オレの職場では有線のTOP20が流れているわけだが、
何でこんなど下手なカバーばっかし聞かされてんだろう?怒りを通り越して泣けて来る。
ハラが立つなら聞かなきゃいいだろと人は言うが、
不愉快から簡単に逃げてはいけないとミサトも言っているではないか。
やはり不愉快の原因は知っておくべきである。それがオトナ。

ここで最近イラッとしたカバー曲を列挙してみよう。
中島みゆき「悪女」=早真花とかいうどこぞのバカ女が、
「私なりの悪女はこうなの~ん。」だとかほざいて晴々と爽やかに歌っっている。
男と女のかけひきに正解は無し。不気味で意味不明な一曲。
工藤静香「夢一夜」=Acid Black Cherry=Janne De ArcのVo、yasuが
湿り気の多い女心をちゃらちゃらと歌う。
これによって最近のヴィジュアル系は、ほとんどがゴスな容器に入った
演歌歌手だということがよくわかる一曲。
Da PUMP「ごきげんだぜっ!」=玉置奈実はyasuとは逆に、
女の子が男臭い世界を男目線で不自由な歌唱力で歌う。
もしかしてL方面に目配りをしたのか。
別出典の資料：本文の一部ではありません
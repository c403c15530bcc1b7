//! Component I: the persistence contract (spec.md §3, §6).
//!
//! One trait the coordinator writes through; two implementations, the
//! way the teacher keeps `drivers::Driver` as a trait with a real
//! driver per remote plus `drivers::echo::EchoDriver` as an in-process
//! stand-in for tests.

pub mod memory;
pub mod postgres;

use crate::{
    ids::RunId,
    model::{ArbiterOutput, ProviderAnswer, Run, Thread},
    prelude::*,
};

/// Everything the coordinator needs from durable storage.
///
/// Every method maps to one independent transaction (spec.md §5): the
/// store is not expected to offer cross-call atomicity beyond what each
/// individual write needs.
#[async_trait]
pub trait Store: Send + Sync {
    /// Find or create the Thread for `chat_id`.
    async fn upsert_thread(&self, chat_id: i64) -> Result<Thread>;

    /// Persist a newly created, in-progress Run.
    async fn create_run(&self, run: &Run) -> Result<()>;

    /// Persist one provider answer (success or failure) for a round.
    async fn insert_answer(&self, answer: &ProviderAnswer) -> Result<()>;

    /// Persist the run's arbiter synthesis (spec.md invariant 1: at most
    /// one per run).
    async fn insert_arbiter_output(&self, output: &ArbiterOutput) -> Result<()>;

    /// Update a run's terminal fields. Called exactly once per run
    /// (spec.md invariant 3).
    async fn finalize_run(
        &self,
        run_id: RunId,
        status: crate::model::RunStatus,
        rounds_completed: u32,
        convergence_achieved: bool,
        total_latency_ms: u64,
        total_cost_usd: f64,
    ) -> Result<()>;

    /// Load a run plus everything persisted under it, for the caller
    /// that started it (spec.md §4.7 step 10).
    async fn load_run(&self, run_id: RunId) -> Result<Option<RunRecord>>;
}

/// A run together with its persisted answers and arbiter output.
#[derive(Debug, Clone)]
pub struct RunRecord {
    pub run: Run,
    pub answers: Vec<ProviderAnswer>,
    pub arbiter_output: Option<ArbiterOutput>,
}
オレの勘違いだよな?
アレンジのフォーンセクションがカラオケ仕様だってとこがまた腹立たしく、
安い作りの一曲。

この3曲の共通点は、
男女の視点のねじくれているところと、
楽曲に対する自分の解釈に酔いしれすぎて醜態をさらしているところである。
オレは酔っぱらいは介抱しない主義である。テメエで家に帰りやがれと言いたい。
というわけで、
所詮どんなにうまくやったとしても、カバーはカバーである。
オリジナルを作る事に比べたら、労力は半分である。
たとえ箸にも棒にも引っかからないような代物でも、
オリジナルであるという点において、カバーに勝るのである。
みんなダメでもいいじゃん。まずは自分でやってみようよ。
ハナシはそれからだ。
母の日にプレゼントを渡したことがないオレである。


つーか、オレの母は未だにオレより金持ちで趣味がうるさい老人なので、
妙なものをくれるくらいなら貯金しろというのであった。

ところでみんな、今ヒットしている曲を心底いい曲だと思ってるのだろうか。
そんなメロディーで本当に踊れる?そんな歌詞で本当に泣ける?
ちょっと考えてみて欲しいのだが、
実はその曲はテレビなんかでヘヴィーローテーションで流れていたり、
CDショップで大きく場所を占められているから,情報が入る機会も多いというだけで、
ヒットしているように見えるだけなのではないのか?
だから母の日のプレゼントに困ったヤツが、カーネーションのついたパッケージを見て、
ちょっと気が利いてるなんて勘違いして買っちゃったりもするのだろう。
商売としては成功だが、
そんなうっとうしいもん聞かされる方の身にもなれと言いたい。

そこでSEAMOの『MOTHER」のダメなところを書こうと思ったのだが、
あまりに大人げないのでやめようとした。
だって毎度のことながら、うんこを見てうんこと言っても芸がなさすぎるではないか。
でもだまっていられない性分なので、やっぱり書いてしまう。

ここからは妄想だが、月日は流れ2018年、
自分ちの子がミュージシャンとしてデビューしたとする。
そこでデモテープを聞いてみるオレであったが、
発売日はオレの誕生日で、パッケージがバースデーケーキ。
タイトルは「thank you」
しかも歌詞が、「育ててくれてありがとう~だいすきだよ~。」とか
バラード調に歌われたとしたら、オレは正気でいられるだろうか?

別に当たり前の事しただけじゃん、
歌で言うな!自分の口で直接言ってくんねえか?
大体「あなたにはまだ仕事がある。親孝行を受け取る仕事が・・・。」とか、
オレの都合は考えねえのか?
そんなカスみてえな安物の歌、歌ってもらっても全然うれしくないね!
だっせえ!ミュージシャンならプロの仕事をしろってんだ!
つーか、オメー才能ないんならミュージシャンなんかやめとけっつーの。
今すぐまともな職について貯金しろ!

そう言える親にオレはなりたいし、絶対なる。